I participated in a trial for such a service in London. They helped me obtain tickets to a sold-out Prince concert, arrange a very memorable birthday gift and find some good new places to eat. However, they were unable to help me with several requests and all their solutions were expensive, often excessively so. Still, I’m thankful for the vivid and joyful experiences they helped facilitate.
Attending the feedback research session for that trial it was clear many found that the service was not offering anything they could not do for themselves. What people in that trial were saying did not square up with the part of the BC article’s speculation about this trend being tied to status. The people in the trial that were getting the most from the service were not the ones saving time, or differentiating themselves from their peers. Rather, it was the ones racking up memorable experiences, different from the ones they were already having or finding.

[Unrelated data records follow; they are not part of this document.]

impl Mailer {
    /// Creates a mailer with the given delivery channel and sender address.
    ///
    /// The transport is resolved eagerly: structurally invalid configuration
    /// (unparseable sender, bad relay host, uncreatable pickup directory)
    /// fails here. Whether an SMTP relay is actually reachable is only
    /// discovered at send time.
    ///
    /// # Errors
    /// Returns [`Error::Config`] on invalid sender or transport
    /// configuration.
    pub fn new(kind: TransportKind, sender: &str, credentials: Credentials) -> Result<Self> {
        let transport = transport::resolve(&kind, &credentials)?;
        let sender = parse_sender(sender)?;
        info!("mailer ready: transport={kind:?} sender={sender}");
        Ok(Self::assemble(transport, Some(kind), sender))
    }

    /// Local-submission mailer; no credentials involved.
    pub fn sendmail(sender: &str) -> Result<Self> {
        Self::new(TransportKind::Sendmail, sender, Credentials::anonymous())
    }

    /// Authenticated SMTP mailer for `host:port`.
    pub fn smtp(host: &str, port: u16, sender: &str, credentials: Credentials) -> Result<Self> {
        Self::new(
            TransportKind::Smtp {
                host: host.to_string(),
                port,
            },
            sender,
            credentials,
        )
    }

    /// Pickup-directory mailer writing into `dir`.
    pub fn pickup(dir: impl Into<PathBuf>, sender: &str) -> Result<Self> {
        Self::new(
            TransportKind::Pickup { dir: dir.into() },
            sender,
            Credentials::anonymous(),
        )
    }

    /// Creates a mailer over a caller-supplied delivery channel.
    ///
    /// The seam for tests and for channels this crate does not ship.
    pub fn with_transport(transport: Box<dyn MailTransport>, sender: &str) -> Result<Self> {
        let sender = parse_sender(sender)?;
        Ok(Self::assemble(transport, None, sender))
    }

    fn assemble(
        transport: Box<dyn MailTransport>,
        kind: Option<TransportKind>,
        sender: Mailbox,
    ) -> Self {
        Self {
            transport,
            kind,
            sender,
            to: Vec::new(),
            cc: Vec::new(),
            bcc: Vec::new(),
            subject: None,
            body: None,
            attachments: Vec::new(),
            inline_images: Vec::new(),
        }
    }

    /// Sets the primary recipients, replacing any previous list.
    ///
    /// Accepts one address or an ordered sequence (see [`IntoRecipients`]).
    /// Validation is all-or-nothing: the first syntactically invalid address
    /// fails the call with [`Error::InvalidRecipient`] and the previously
    /// stored list stays untouched.
    pub fn to(&mut self, recipients: impl IntoRecipients) -> Result<&mut Self> {
        self.to = parse_mailboxes(recipients.into_recipients())?;
        Ok(self)
    }

    /// Sets the carbon-copy recipients; same validation and atomicity as
    /// [`to`](Mailer::to).
    pub fn cc(&mut self, recipients: impl IntoRecipients) -> Result<&mut Self> {
        self.cc = parse_mailboxes(recipients.into_recipients())?;
        Ok(self)
    }

    /// Sets the blind-carbon-copy recipients; same validation and atomicity
    /// as [`to`](Mailer::to).
    pub fn bcc(&mut self, recipients: impl IntoRecipients) -> Result<&mut Self> {
        self.bcc = parse_mailboxes(recipients.into_recipients())?;
        Ok(self)
    }

    /// Sets the subject line, verbatim. Last call wins. CR/LF characters are
    /// stripped at assembly time so a subject can never smuggle extra
    /// headers.
    pub fn subject(&mut self, text: impl Into<String>) -> &mut Self {
        self.subject = Some(text.into());
        self
    }

    /// Sets the body text with an explicit MIME type. Last call wins,
    /// superseding any template-rendered body.
    pub fn body(&mut self, text: impl Into<String>, content_type: ContentType) -> &mut Self {
        self.body = Some(Body {
            text: text.into(),
            content_type,
        });
        self
    }

    /// Sets an HTML body (`text/html`).
    pub fn html(&mut self, text: impl Into<String>) -> &mut Self {
        self.body(text, ContentType::TEXT_HTML)
    }

    /// Sets a plain-text body (`text/plain`).
    pub fn text(&mut self, text: impl Into<String>) -> &mut Self {
        self.body(text, ContentType::TEXT_PLAIN)
    }

    /// Renders `name` from the default `templates/` directory and stores the
    /// result as an HTML body. See
    /// [`body_from_template_in`](Mailer::body_from_template_in).
    pub fn body_from_template(&mut self, name: &str, vars: impl Serialize) -> Result<&mut Self> {
        self.body_from_template_in(DEFAULT_TEMPLATE_DIR, name, vars)
    }

    /// Renders `name` from `search_path` with `vars` and stores the result
    /// as an HTML body. Last body setter wins, so a later [`body`] call
    /// replaces the rendered text.
    ///
    /// Rendering goes through the filesystem-backed [`TeraRenderer`], which
    /// keeps a render cache under `search_path/cache/`.
    ///
    /// # Errors
    /// [`Error::TemplateRender`] on a missing template, template syntax
    /// error, or a variable the template needs but `vars` lacks.
    ///
    /// [`body`]: Mailer::body
    pub fn body_from_template_in(
        &mut self,
        search_path: impl AsRef<Path>,
        name: &str,
        vars: impl Serialize,
    ) -> Result<&mut Self> {
        let renderer = TeraRenderer::new(search_path)?;
        self.body_from_template_with(&renderer, name, vars)
    }

    /// Renders through a caller-supplied [`TemplateRenderer`].
    pub fn body_from_template_with(
        &mut self,
        renderer: &dyn TemplateRenderer,
        name: &str,
        vars: impl Serialize,
    ) -> Result<&mut Self> {
        let vars = serde_json::to_value(vars).map_err(|e| Error::TemplateRender(tera::Error::msg(e)))?;
        let rendered = renderer.render(name, &vars)?;
        Ok(self.html(rendered))
    }

    /// Registers a file for attachment, content type inferred from its
    /// extension at send time.
    ///
    /// The file is not touched now: a path that cannot be read, or whose
    /// extension defeats inference, fails the eventual [`send`](Mailer::send)
    /// with [`Error::AttachmentRead`].
    pub fn attach(&mut self, path: impl Into<PathBuf>) -> &mut Self {
        self.attachments.push(Attachment::new(path));
        self
    }

    /// Registers a file for attachment with an explicit content type.
    pub fn attach_with_type(
        &mut self,
        path: impl Into<PathBuf>,
        content_type: impl Into<String>,
    ) -> &mut Self {
        self.attachments
            .push(Attachment::with_content_type(path, content_type));
        self
    }

    /// Embeds an image for inline display, named after its file name.
    ///
    /// Unlike [`attach`](Mailer::attach) this validates eagerly: a missing
    /// file fails with [`Error::FileNotFound`] here and now, before any
    /// transport interaction. On success the transport's embedding facility
    /// mints a [`ContentId`]; read it back with
    /// [`inline_image_cid`](Mailer::inline_image_cid) and reference it from
    /// HTML markup as `cid:<id>`.
    pub fn embed_inline_image(&mut self, path: impl AsRef<Path>) -> Result<&mut Self> {
        let path = path.as_ref();
        let name = path
            .file_name()
            .map(|n| n.to_string_lossy().into_owned())
            .ok_or_else(|| Error::FileNotFound {
                path: path.to_path_buf(),
            })?;
        self.embed_inline_image_named(path, name)
    }

    /// Embeds an image for inline display under an explicit name. A second
    /// registration under the same name replaces the first.
    pub fn embed_inline_image_named(
        &mut self,
        path: impl AsRef<Path>,
        name: impl Into<String>,
    ) -> Result<&mut Self> {
        let path = path.as_ref();
        let bytes = fs::read(path).map_err(|_| Error::FileNotFound {
            path: path.to_path_buf(),
        })?;

        // The guess table only yields parseable types; the fallback covers
        // extension-less paths.
        let content_type = mime_guess::from_path(path)
            .first_raw()
            .and_then(|raw| raw.parse::<ContentType>().ok())
            .unwrap_or(ContentType::TEXT_PLAIN);

        let content_id = self.transport.embed(&bytes);
        let name = name.into();
        debug!(
            "embedded {} as inline image '{name}' ({content_id})",
            path.display()
        );

        self.inline_images.retain(|img| img.name != name);
        self.inline_images.push(InlineImage {
            name,
            content_id,
            content_type,
            bytes,
        });
        Ok(self)
    }

    /// The sender fixed at construction.
    pub fn sender(&self) -> &Mailbox {
        &self.sender
    }

    /// The currently active body, if one has been set. Only ever one: direct
    /// and template-rendered bodies replace each other.
    pub fn body_content(&self) -> Option<&Body> {
        self.body.as_ref()
    }

    /// The current primary recipient list.
    pub fn recipients(&self) -> &[Mailbox] {
        &self.to
    }

    /// The attachments registered so far, in insertion order.
    pub fn attachments(&self) -> &[Attachment] {
        &self.attachments
    }

    /// The content-ID minted for the inline image registered under `name`.
    pub fn inline_image_cid(&self, name: &str) -> Option<&ContentId> {
        self.inline_images
            .iter()
            .find(|img| img.name == name)
            .map(|img| &img.content_id)
    }

    /// All inline-image bindings, in registration order.
    pub fn inline_images(&self) -> impl Iterator<Item = (&str, &ContentId)> {
        self.inline_images
            .iter()
            .map(|img| (img.name.as_str(), &img.content_id))
    }

    /// Assembles the message and hands it to the transport.
    ///
    /// Returns the number of recipients the transport accepted. `Ok(0)`
    /// means total delivery failure after a completed attempt. Callers must
    /// check it; it is deliberately not an error.
    ///
    /// # Errors
    /// - [`Error::NoRecipients`] when no recipients are configured
    /// - [`Error::AttachmentRead`] when a registered attachment cannot be
    ///   resolved
    /// - [`Error::Transport`] when the channel cannot attempt delivery
    pub fn send(&mut self) -> Result<usize> {
        let recipient_count = self.to.len() + self.cc.len() + self.bcc.len();
        if recipient_count == 0 {
            return Err(Error::NoRecipients);
        }

        let message = self.build_message()?;
        let accepted = self.transport.deliver(&message, recipient_count)?;
        info!("send complete: {accepted}/{recipient_count} recipient(s) accepted");
        Ok(accepted)
    }

    /// Builds the final MIME structure. Separated from [`send`](Mailer::send)
    /// so assembly can be unit-tested without any delivery channel I/O.
    pub(crate) fn build_message(&self) -> Result<Message> {
        let mut subject = self.subject.clone().unwrap_or_default();
        subject.retain(|c| c != '\r' && c != '\n');

        let mut builder = Message::builder().from(self.sender.clone()).subject(subject);
        for to in &self.to {
            builder = builder.to(to.clone());
        }
        for cc in &self.cc {
            builder = builder.cc(cc.clone());
        }
        for bcc in &self.bcc {
            builder = builder.bcc(bcc.clone());
        }

        let body = self.body.clone().unwrap_or_else(|| Body {
            text: String::new(),
            content_type: ContentType::TEXT_PLAIN,
        });
        let body_part = SinglePart::builder()
            .header(body.content_type)
            .body(body.text);

        let message = match (self.inline_images.is_empty(), self.attachments.is_empty()) {
            (true, true) => builder.singlepart(body_part)?,
            (false, true) => builder.multipart(self.related_body(body_part))?,
            (true, false) => {
                let mut mixed = MultiPart::mixed().singlepart(body_part);
                for attachment in &self.attachments {
                    mixed = mixed.singlepart(attachment_part(attachment)?);
                }
                builder.multipart(mixed)?
            }
            (false, false) => {
                let mut mixed = MultiPart::mixed().multipart(self.related_body(body_part));
                for attachment in &self.attachments {
                    mixed = mixed.singlepart(attachment_part(attachment)?);
                }
                builder.multipart(mixed)?
            }
        };

        Ok(message)
    }

    /// Wraps the body and every inline image into `multipart/related`.
    fn related_body(&self, body_part: SinglePart) -> MultiPart {
        let mut related = MultiPart::related().singlepart(body_part);
        for img in &self.inline_images {
            let part = LettreAttachment::new_inline(img.content_id.as_str().to_string())
                .body(img.bytes.clone(), img.content_type.clone());
            related = related.singlepart(part);
        }
        related
    }
}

I didn’t tell many of my friends at the time about the trial and had I chosen to join permanently, that I probably wouldn’t have changed that position. In the end, how many of us really need another marker of status? What we crave are better and more meaningful experiences, for ourselves and to share with our loved ones (OK, some do need to boast, I suppose).
Experience and relationship are the essence, both of the new-wave of luxury and of these lifestyle services. That is why this quote from the BC article stood out.
“Luxury is more than a brand. It’s a about understanding and being in touch with what is basic – the craft, quality or story behind the luxury. for instance, if I go to buy a carpet, I can go to Central at the Afghan store and buy one out of 1,000 carpets. Or, I can travel to Afghanistan, meet the weaver and learn about the weaving technique that makes the rug unique. It’s much more satisfying to go to Afghanistan, learn about it and then choose.”
OK, like me you probably doubt how many people really are going to Afghanistan to choose rugs, but the point is still valid. Luxury, meaningful luxury is not just about how much you spend on a thing, but about consumption for the privilege to have a connection with the thing, its maker and its craft. It is a marker of lifestyle and taste.
That’s why people who try to define luxury in terms of financial cost get it wrong and why people whose first move in trying to improve their lifestyle is spending more always get it tragically wrong.